For most Catholic households, another year of the Easter season means another year of Lent. For Catholics, Lent is a time for reflection and giving thanks for what surrounds our everyday lives, and with that, giving those who follow Catholicism the opportunity to become more well-rounded individuals.
I am someone who was raised in the Catholic tradition. During my time as a Catholic, I have come to appreciate my experiences through reflection, and Lent is a time to further my relationship with myself and others.
In Catholic tradition, it is normal that Catholics either give up something that’s important to them or something they like, or do something extra that normally doesn’t fall in their everyday routine. This Lenten season, I decided to give up playing video games for the 40 days of Lent.
Throughout my life, I loved playing video games. Whether it be playing FIFA with my brothers, friends or alone, or competing in intense Mario Kart races on the Wii with my twin sister and family, video games were a time for me to take a step back from the everyday struggles in life and have fun. However, this habit got bad at some points, as I noticed I would always play for longer hours as I got more addicted to a specific game.
With this in mind, I wanted to give up video games this Lenten season because this was something I had never done before. Normally, I would give up something that wasn’t challenging for me as an excuse to continue playing video games. I remember one year for Lent, I gave up eating bagels just to play Backyard Baseball, and I barely ate bagels.
With all of this in mind, in this season of Lent and in recent weeks, it would be ignorant of me to not address the coronavirus outbreak in the United States over the past months. With the world of sports shutting down and the increase in social distancing, this is now a moment for us to test our faith.
So far, I have been doing well with my Lenten promise, as it has been easy for me to be distracted from my Lenten promise with the recent events surrounding the coronavirus. However, even though I haven’t been focusing on my Lenten promise, that does not mean I can forget about it.
The distraction of the coronavirus should and will not affect my Lenten promise of not playing video games. Even though we are strongly suggested to distance ourselves from one another, with most of that time being spent inside my house, this will challenge me to find new passions that, maybe, I never knew I had before. The free time spent could be used to help me learn something new about myself I didn’t know previously, allowing me to become a better person altogether.
The beauty of the Lenten season is anyone can have their own way of giving something up or doing something that doesn’t pertain to the Catholic faith.

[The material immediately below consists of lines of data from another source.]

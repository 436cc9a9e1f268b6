//! Embedding providers: fastembed (all-MiniLM-L6-v2), OpenAI, Ollama and a
//! deterministic local fallback

use std::path::PathBuf;
use std::sync::{Arc, Mutex};

use async_openai::{
    config::OpenAIConfig,
    types::{CreateEmbeddingRequestArgs, EmbeddingInput},
    Client as OpenAIClient,
};
use async_trait::async_trait;
use fastembed::{EmbeddingModel, TextEmbedding, TextInitOptions};
use tracing::{debug, info};

use crate::integrations::OllamaClient;
use crate::{Error, Result};

/// Turns text into fixed-length vectors, one per input, order-preserving.
#[async_trait]
pub trait EmbeddingProvider: Send + Sync {
    async fn embed(&self, texts: &[String]) -> Result<Vec<Vec<f32>>>;

    fn dimension(&self) -> usize;

    /// Identifies the model and algorithm; vectors from providers with
    /// different fingerprints are not comparable.
    fn fingerprint(&self) -> String;

    /// Embed a single text.
    async fn embed_one(&self, text: &str) -> Result<Vec<f32>> {
        self.embed(&[text.to_string()])
            .await?
            .into_iter()
            .next()
            .ok_or_else(|| Error::Embedding("No embedding returned".to_string()))
    }
}

/// Deterministic, fast bag-of-words embedding for offline use and tests.
///
/// Only exact tokens match, so it has no notion of synonyms.
#[derive(Debug, Clone)]
pub struct LocalEmbedder {
    dim: usize,
}

impl LocalEmbedder {
    pub fn new(dim: usize) -> Self {
        Self { dim: dim.max(8) }
    }

    pub fn embed_text(&self, text: &str) -> Vec<f32> {
        let mut vec = vec![0.0f32; self.dim];
        for token in text.split_whitespace() {
            let token: String = token
                .trim_matches(|c: char| !c.is_alphanumeric())
                .to_lowercase();
            if token.is_empty() {
                continue;
            }
            let idx = (fnv1a(token.as_bytes()) % self.dim as u64) as usize;
            vec[idx] += 1.0;
        }

        normalize(&mut vec);
        vec
    }
}

#[async_trait]
impl EmbeddingProvider for LocalEmbedder {
    async fn embed(&self, texts: &[String]) -> Result<Vec<Vec<f32>>> {
        Ok(texts.iter().map(|t| self.embed_text(t)).collect())
    }

    fn dimension(&self) -> usize {
        self.dim
    }

    fn fingerprint(&self) -> String {
        format!("local-fnv1a-{}", self.dim)
    }
}

/// 64-bit FNV-1a. Stored local vectors depend on it, so it must not change.
fn fnv1a(bytes: &[u8]) -> u64 {
    const OFFSET_BASIS: u64 = 0xcbf2_9ce4_8422_2325;
    const PRIME: u64 = 0x0000_0100_0000_01b3;

    bytes.iter().fold(OFFSET_BASIS, |hash, byte| {
        (hash ^ u64::from(*byte)).wrapping_mul(PRIME)
    })
}

/// Dimension of all-MiniLM-L6-v2 sentence embeddings.
pub const FASTEMBED_DIM: usize = 384;

/// all-MiniLM-L6-v2 sentence embeddings computed in-process with fastembed.
///
/// The model is downloaded and loaded on first use, so building the provider
/// is cheap and an empty collection never touches the network.
pub struct FastEmbedder {
    model: Arc<Mutex<Option<TextEmbedding>>>,
    cache_dir: Option<PathBuf>,
}

impl FastEmbedder {
    pub fn new(cache_dir: Option<PathBuf>) -> Self {
        Self {
            model: Arc::new(Mutex::new(None)),
            cache_dir,
        }
    }

    fn load(cache_dir: Option<PathBuf>) -> Result<TextEmbedding> {
        let mut options =
            TextInitOptions::new(EmbeddingModel::AllMiniLML6V2).with_show_download_progress(false);
        if let Some(dir) = cache_dir {
            options = options.with_cache_dir(dir);
        }

        let model = TextEmbedding::try_new(options)
            .map_err(|e| Error::Embedding(format!("Failed to load all-MiniLM-L6-v2: {}", e)))?;
        info!("Embedding model all-MiniLM-L6-v2 loaded");
        Ok(model)
    }
}

#[async_trait]
impl EmbeddingProvider for FastEmbedder {
    async fn embed(&self, texts: &[String]) -> Result<Vec<Vec<f32>>> {
        if texts.is_empty() {
            return Ok(Vec::new());
        }

        let model = Arc::clone(&self.model);
        let cache_dir = self.cache_dir.clone();
        let inputs = texts.to_vec();
        let expected = inputs.len();

        // Inference is CPU-bound and the first call may download the model.
        let embeddings = tokio::task::spawn_blocking(move || -> Result<Vec<Vec<f32>>> {
            let mut guard = model
                .lock()
                .map_err(|_| Error::Embedding("Embedding model lock poisoned".to_string()))?;
            if guard.is_none() {
                *guard = Some(Self::load(cache_dir)?);
            }
            let model = guard
                .as_mut()
                .ok_or_else(|| Error::Embedding("Embedding model not loaded".to_string()))?;

            model
                .embed(inputs, None)
                .map_err(|e| Error::Embedding(e.to_string()))
        })
        .await
        .map_err(|e| Error::Embedding(format!("Embedding task failed: {}", e)))??;

        if embeddings.len() != expected {
            return Err(Error::Embedding(format!(
                "fastembed returned {} embeddings for {} texts",
                embeddings.len(),
                expected
            )));
        }

        Ok(embeddings)
    }

    fn dimension(&self) -> usize {
        FASTEMBED_DIM
    }

    fn fingerprint(&self) -> String {
        "fastembed:all-MiniLM-L6-v2".to_string()
    }
}

/// Embeddings served by a local Ollama instance (`/api/embed`).
#[derive(Debug, Clone)]
pub struct OllamaEmbedder {
    client: OllamaClient,
    model: String,
    dim: usize,
}

impl OllamaEmbedder {
    pub fn new(client: OllamaClient, model: impl Into<String>, dim: usize) -> Self {
        Self {
            client,
            model: model.into(),
            dim,
        }
    }
}

#[async_trait]
impl EmbeddingProvider for OllamaEmbedder {
    async fn embed(&self, texts: &[String]) -> Result<Vec<Vec<f32>>> {
        if texts.is_empty() {
            return Ok(Vec::new());
        }

        let embeddings = self
            .client
            .embed(&self.model, texts)
            .await
            .map_err(|e| Error::Embedding(e.to_string()))?;

        if embeddings.len() != texts.len() {
            return Err(Error::Embedding(format!(
                "Ollama returned {} embeddings for {} texts",
                embeddings.len(),
                texts.len()
            )));
        }

        Ok(embeddings)
    }

    fn dimension(&self) -> usize {
        self.dim
    }

    fn fingerprint(&self) -> String {
        format!("ollama:{}", self.model)
    }
}

/// Embeddings from the OpenAI API.
pub struct OpenAiEmbedder {
    client: OpenAIClient<OpenAIConfig>,
    model: String,
}

impl OpenAiEmbedder {
    /// Create an embedder using `OPENAI_API_KEY`.
    pub fn new(model: impl Into<String>) -> Result<Self> {
        let api_key = std::env::var("OPENAI_API_KEY")
            .map_err(|_| Error::Configuration("OPENAI_API_KEY not set".to_string()))?;

        let config = OpenAIConfig::new().with_api_key(api_key);

        Ok(Self {
            client: OpenAIClient::with_config(config),
            model: model.into(),
        })
    }
}

#[async_trait]
impl EmbeddingProvider for OpenAiEmbedder {
    async fn embed(&self, texts: &[String]) -> Result<Vec<Vec<f32>>> {
        if texts.is_empty() {
            return Ok(Vec::new());
        }

        debug!("Generating embeddings for {} texts", texts.len());

        // The API rejects empty inputs, so blanks are mapped back as empty vectors.
        let processed: Vec<String> = texts
            .iter()
            .map(|t| t.trim().chars().take(8000).collect::<String>())
            .filter(|t| !t.is_empty())
            .collect();

        if processed.is_empty() {
            return Ok(vec![Vec::new(); texts.len()]);
        }

        let request = CreateEmbeddingRequestArgs::default()
            .model(&self.model)
            .input(EmbeddingInput::StringArray(processed))
            .build()
            .map_err(|e| Error::Embedding(e.to_string()))?;

        let response = self
            .client
            .embeddings()
            .create(request)
            .await
            .map_err(|e| Error::Embedding(e.to_string()))?;

        info!(
            "Generated {} embeddings, tokens used: {}",
            response.data.len(),
            response.usage.total_tokens
        );

        merge_embeddings(texts, response.data.into_iter().map(|e| e.embedding).collect())
    }

    fn dimension(&self) -> usize {
        match self.model.as_str() {
            "text-embedding-3-large" => 3072,
            _ => 1536,
        }
    }

    fn fingerprint(&self) -> String {
        format!("openai:{}", self.model)
    }
}

/// Put API embeddings back in input order; blank inputs get empty vectors.
fn merge_embeddings(texts: &[String], embeddings: Vec<Vec<f32>>) -> Result<Vec<Vec<f32>>> {
    let expected = texts.iter().filter(|t| !t.trim().is_empty()).count();
    if embeddings.len() != expected {
        return Err(Error::Embedding(format!(
            "OpenAI returned {} embeddings for {} texts",
            embeddings.len(),
            expected
        )));
    }

    let mut embed_iter = embeddings.into_iter();
    Ok(texts
        .iter()
        .map(|text| {
            if text.trim().is_empty() {
                Vec::new()
            } else {
                embed_iter.next().unwrap_or_default()
            }
        })
        .collect())
}

/// Cosine similarity in [-1, 1]; 0 for empty or mismatched vectors.
pub fn cosine_similarity(a: &[f32], b: &[f32]) -> f32 {
    if a.is_empty() || b.is_empty() || a.len() != b.len() {
        return 0.0;
    }

    let mut dot = 0.0;
    let mut norm_a = 0.0;
    let mut norm_b = 0.0;

    for (&x, &y) in a.iter().zip(b.iter()) {
        dot += x * y;
        norm_a += x * x;
        norm_b += y * y;
    }

    if norm_a == 0.0 || norm_b == 0.0 {
        return 0.0;
    }

    dot / (norm_a.sqrt() * norm_b.sqrt())
}

fn normalize(vec: &mut [f32]) {
    let norm = vec.iter().map(|v| v * v).sum::<f32>().sqrt();
    if norm > 0.0 {
        for v in vec.iter_mut() {
            *v /= norm;
        }
    }
}
impl OllamaClient {
    /// Create new client with default URL.
    pub fn new() -> Result<Self> {
        Self::with_url(OLLAMA_URL)
    }

    /// Create client with custom URL.
    pub fn with_url(base_url: &str) -> Result<Self> {
        Self::with_timeout(base_url, Some(DEFAULT_TIMEOUT))
    }

    /// Create client with custom URL and request timeout; `None` waits
    /// indefinitely.
    pub fn with_timeout(base_url: &str, timeout: Option<Duration>) -> Result<Self> {
        let mut builder = Client::builder();
        if let Some(limit) = timeout {
            builder = builder.timeout(limit);
        }
        let http = builder
            .build()
            .map_err(|e| Error::Configuration(format!("Failed to create HTTP client: {}", e)))?;

        Ok(Self {
            http,
            base_url: base_url.trim_end_matches('/').to_string(),
            timeout,
        })
    }

    pub fn base_url(&self) -> &str {
        &self.base_url
    }

    /// Request timeout applied to every call, if any.
    pub fn timeout(&self) -> Option<Duration> {
        self.timeout
    }

    /// Check if Ollama server is running.
    pub async fn is_running(&self) -> bool {
        self.http
            .get(format!("{}/api/tags", self.base_url))
            .timeout(Duration::from_secs(2))
            .send()
            .await
            .map(|r| r.status().is_success())
            .unwrap_or(false)
    }

    /// List available models.
    pub async fn list_models(&self) -> Result<Vec<String>> {
        let response = self
            .http
            .get(format!("{}/api/tags", self.base_url))
            .send()
            .await
            .map_err(|e| Error::ModelUnavailable(format!("Ollama request failed: {}", e)))?;

        let tags: TagsResponse = check_status(response)
            .await?
            .json()
            .await
            .map_err(|e| Error::ModelUnavailable(format!("Invalid response: {}", e)))?;

        Ok(tags.models.into_iter().map(|m| m.name).collect())
    }

    /// Chat with model.
    pub async fn chat(
        &self,
        messages: Vec<ChatMessage>,
        model: &str,
        options: ChatOptions,
    ) -> Result<String> {
        let request = ChatRequest {
            model: model.to_string(),
            messages,
            stream: false,
            options,
        };

        let response = self
            .http
            .post(format!("{}/api/chat", self.base_url))
            .json(&request)
            .send()
            .await
            .map_err(request_error)?;

        let result: ChatResponse = check_status(response)
            .await?
            .json()
            .await
            .map_err(|e| Error::ModelUnavailable(format!("Invalid response: {}", e)))?;

        Ok(result.message.content)
    }

    /// Embed texts with an embedding model.
    pub async fn embed(&self, model: &str, texts: &[String]) -> Result<Vec<Vec<f32>>> {
        let request = EmbedRequest {
            model: model.to_string(),
            input: texts.to_vec(),
        };

        let response = self
            .http
            .post(format!("{}/api/embed", self.base_url))
            .json(&request)
            .send()
            .await
            .map_err(request_error)?;

        let result: EmbedResponse = check_status(response)
            .await?
            .json()
            .await
            .map_err(|e| Error::ModelUnavailable(format!("Invalid response: {}", e)))?;

        Ok(result.embeddings)
    }
}

fn request_error(err: reqwest::Error) -> Error {
    if err.is_timeout() {
        Error::Timeout(format!("Ollama request timed out: {}", err))
    } else {
        Error::ModelUnavailable(format!("Ollama request failed: {}", err))
    }
}

async fn check_status(response: reqwest::Response) -> Result<reqwest::Response> {
    let status = response.status();
    if status.is_success() {
        return Ok(response);
    }

    let text = response.text().await.unwrap_or_default();
    Err(Error::ModelUnavailable(format!(
        "Ollama error {}: {}",
        status, text
    )))
}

For example, you could tell yourself that every morning before you do your normal morning routine, you could just take some time to meditate and reflect on how you are feeling about the day ahead. If you want to do something more direct, you could do something like tell your family members you love them or make breakfast for a family member once a week. The point of the Easter season is to reflect, think and enact on what we have learned from our past experiences and apply them to our future experiences.
For me, Lent is a time I cherish because it allows me to think about what I have in my life and feel grateful for everything that has happened to me up to this point. I encourage you to do the same as you take time to reflect and be with your loved ones during this time.